*WHAT THE EXERCISE ASKS*:
In the data below, find the line containing "Security Level: None", then set down that line and every later line up to and including the line containing "pub const DEFAULT_EXEMPT_PATHS: [&str;", exactly.

*RECORDS PROVIDED*:
--------------------------------

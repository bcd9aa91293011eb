// handlers/public/healthz.rs - GET /v2/healthz

use axum::{
    extract::State,
    http::StatusCode,
    response::{IntoResponse, Json, Response},
};
use chrono::Local;
use serde_json::json;
use sha2::{Digest, Sha256};
use uuid::Uuid;

use crate::auth::hash_password;
use crate::dataaccess::User;
use crate::state::AppState;

/// Throwaway user with a unique name derived from the current time.
fn probe_user() -> User {
    let seed = format!("{}-{}", Local::now(), Uuid::new_v4());
    let digest = format!("{:x}", Sha256::digest(seed.as_bytes()));

    User {
        email: "healthz@test.user".to_string(),
        full_name: "Health Check User".to_string(),
        username: format!("healthz{}", &digest[..8]),
        password: hash_password(&digest),
    }
}

/// Liveness probe that round-trips a synthetic user through the data access
/// layer.
///
/// Creation failure reports 503. Cleanup is best-effort: a failed delete is
/// logged and does not change the reported health.
///
/// The round trip holds the bootstrap lock so a concurrent bootstrap never
/// mistakes the synthetic user for an existing deployment.
pub async fn healthz_get(State(state): State<AppState>) -> Response {
    let _guard = state.bootstrap_lock.lock().await;
    let user = probe_user();

    if let Err(e) = state.dal.user_create(user.clone()).await {
        tracing::warn!(error = %e, "health check failure");
        return (StatusCode::SERVICE_UNAVAILABLE, Json(json!({ "healthy": false }))).into_response();
    }

    if let Err(e) = state.dal.user_delete(&user.username).await {
        tracing::warn!(error = %e, user = %user.username, "health check cleanup failed");
    }

    tracing::trace!("health check pass");
    Json(json!({ "healthy": true })).into_response()
}
// handlers/public/mod.rs - Public handlers (no session token required)
//
// Security Level: None
// Routes: /v2/authenticate, /v2/bootstrap, /v2/healthz, /v2/metrics
// These paths make up the default exempt set of the token gate.

pub mod authenticate;
pub mod bootstrap;
pub mod healthz;
pub mod metrics;

pub use authenticate::authenticate_post;
pub use bootstrap::bootstrap_post;
pub use healthz::healthz_get;
pub use metrics::metrics_get;
use std::collections::HashSet;
use std::net::SocketAddr;
use std::sync::Arc;

use axum::{
    extract::{ConnectInfo, Request, State},
    http::StatusCode,
    middleware::Next,
    response::{IntoResponse, Response},
};

use crate::auth::SESSION_TOKEN_HEADER;
use crate::dataaccess::SharedDataAccess;
use crate::telemetry;

use super::audit::UNKNOWN;

/// Routes reachable without a session token.
pub const DEFAULT_EXEMPT_PATHS: [&str; 4] = [
    "/v2/authenticate",
    "/v2/bootstrap",
    "/v2/healthz",
    "/v2/metrics",
];

/// State for [`session_token_middleware`]: the token store and the exempt
/// route set.
#[derive(Clone)]
pub struct TokenGate {
    dal: SharedDataAccess,
    exempt: Arc<HashSet<String>>,
}

impl TokenGate {
    pub fn new<I, P>(dal: SharedDataAccess, exempt_paths: I) -> Self
    where
        I: IntoIterator<Item = P>,
        P: Into<String>,
    {
        Self {
            dal,
            exempt: Arc::new(exempt_paths.into_iter().map(Into::into).collect()),
        }
    }

    /// Exemption is decided on the path alone; query strings never count.
    pub fn is_exempt(&self, path: &str) -> bool {
        let path = path.split('?').next().unwrap_or(path);
        self.exempt.contains(path)
    }

    async fn is_authorized(&self, token: Option<&str>) -> bool {
        match token {
            Some(token) if !token.is_empty() => self.dal.token_evaluate(token).await,
            _ => false,
        }
    }
}

/// Session token middleware.
///
/// Exempt routes pass straight through without touching the token store.
/// Everything else counts toward the total request metric and must carry an
/// `X-Session-Token` that the token store accepts; otherwise the request is
/// answered with 401 and the handler never runs.
pub async fn session_token_middleware(
    State(gate): State<TokenGate>,
    request: Request,
    next: Next,
) -> Response {
    if gate.is_exempt(request.uri().path()) {
        return next.run(request).await;
    }

    let request_uri = request.uri().to_string();
    let remote_addr = request
        .extensions()
        .get::<ConnectInfo<SocketAddr>>()
        .map(|ConnectInfo(addr)| addr.ip().to_string())
        .unwrap_or_else(|| UNKNOWN.to_string());

    telemetry::record_total_request(&request_uri, &remote_addr);

    let token = request
        .headers()
        .get(SESSION_TOKEN_HEADER)
        .and_then(|v| v.to_str().ok());

    if !gate.is_authorized(token).await {
        telemetry::record_unauthorized_request(&request_uri, &remote_addr);
        tracing::debug!(request_uri = %request_uri, remote_addr = %remote_addr, "Rejected unauthenticated request");
        return (StatusCode::UNAUTHORIZED, "Unauthorized").into_response();
    }

    next.run(request).await
}
// handlers/protected/roles.rs - /v2/roles

use axum::{
    extract::{Path, State},
    response::Json,
};

use crate::dataaccess::Role;
use crate::error::ApiError;
use crate::state::AppState;

/// GET /v2/roles
pub async fn roles_get(State(state): State<AppState>) -> Result<Json<Vec<Role>>, ApiError> {
    Ok(Json(state.dal.role_list().await?))
}

/// GET /v2/roles/:role
pub async fn role_get(
    State(state): State<AppState>,
    Path(role): Path<String>,
) -> Result<Json<Role>, ApiError> {
    Ok(Json(state.dal.role_get(&role).await?))
}

/// PUT /v2/roles/:role
pub async fn role_put(State(state): State<AppState>, Path(role): Path<String>) -> Result<(), ApiError> {
    state.dal.role_create(&role).await?;
    Ok(())
}

/// DELETE /v2/roles/:role
pub async fn role_delete(State(state): State<AppState>, Path(role): Path<String>) -> Result<(), ApiError> {
    state.dal.role_delete(&role).await?;
    Ok(())
}

/// PUT /v2/roles/:role/bundles/:bundle/permissions/:permission
pub async fn role_permission_put(
    State(state): State<AppState>,
    Path((role, bundle, permission)): Path<(String, String, String)>,
) -> Result<(), ApiError> {
    state
        .dal
        .role_grant_permission(&role, &bundle, &permission)
        .await?;
    Ok(())
}

/// DELETE /v2/roles/:role/bundles/:bundle/permissions/:permission
///
/// Revoking a permission the role never had succeeds.
pub async fn role_permission_delete(
    State(state): State<AppState>,
    Path((role, bundle, permission)): Path<(String, String, String)>,
) -> Result<(), ApiError> {
    state
        .dal
        .role_revoke_permission(&role, &bundle, &permission)
        .await?;
    Ok(())
}
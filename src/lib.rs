pub mod auth;
pub mod config;
pub mod dataaccess;
pub mod error;
pub mod handlers;
pub mod middleware;
pub mod server;
pub mod state;
pub mod telemetry;

#[cfg(test)]
pub mod testing;
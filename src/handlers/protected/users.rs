// handlers/protected/users.rs - /v2/users

use axum::{
    body::Bytes,
    extract::{Path, State},
    response::Json,
};

use crate::dataaccess::User;
use crate::error::{decode_json, ApiError};
use crate::state::AppState;

/// GET /v2/users
pub async fn users_get(State(state): State<AppState>) -> Result<Json<Vec<User>>, ApiError> {
    Ok(Json(state.dal.user_list().await?))
}

/// GET /v2/users/:username
pub async fn user_get(
    State(state): State<AppState>,
    Path(username): Path<String>,
) -> Result<Json<User>, ApiError> {
    Ok(Json(state.dal.user_get(&username).await?))
}

/// PUT /v2/users/:username
///
/// Creates the user, or updates the non-empty fields of an existing one.
/// The path always names the user; a username in the body is ignored. New
/// users must come with a password.
pub async fn user_put(
    State(state): State<AppState>,
    Path(username): Path<String>,
    body: Bytes,
) -> Result<(), ApiError> {
    let mut user: User = if body.is_empty() {
        User::default()
    } else {
        decode_json(&body)?
    };
    user.username = username;

    if state.dal.user_exists(&user.username).await? {
        state.dal.user_update(user).await?;
        return Ok(());
    }

    if user.password.is_empty() {
        return Err(ApiError::MissingValue("password"));
    }

    state.dal.user_create(user).await?;
    Ok(())
}

/// DELETE /v2/users/:username
pub async fn user_delete(State(state): State<AppState>, Path(username): Path<String>) -> Result<(), ApiError> {
    state.dal.user_delete(&username).await?;
    Ok(())
}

--------------------------------

*ANSWER AREA*:
// Security Level: None
// Routes: /v2/authenticate, /v2/bootstrap, /v2/healthz, /v2/metrics
// These paths make up the default exempt set of the token gate.

pub mod authenticate;
pub mod bootstrap;
pub mod healthz;
pub mod metrics;

pub use authenticate::authenticate_post;
pub use bootstrap::bootstrap_post;
pub use healthz::healthz_get;
pub use metrics::metrics_get;
use std::collections::HashSet;
use std::net::SocketAddr;
use std::sync::Arc;

use axum::{
    extract::{ConnectInfo, Request, State},
    http::StatusCode,
    middleware::Next,
    response::{IntoResponse, Response},
};

use crate::auth::SESSION_TOKEN_HEADER;
use crate::dataaccess::SharedDataAccess;
use crate::telemetry;

use super::audit::UNKNOWN;

/// Routes reachable without a session token.
pub const DEFAULT_EXEMPT_PATHS: [&str; 4] = [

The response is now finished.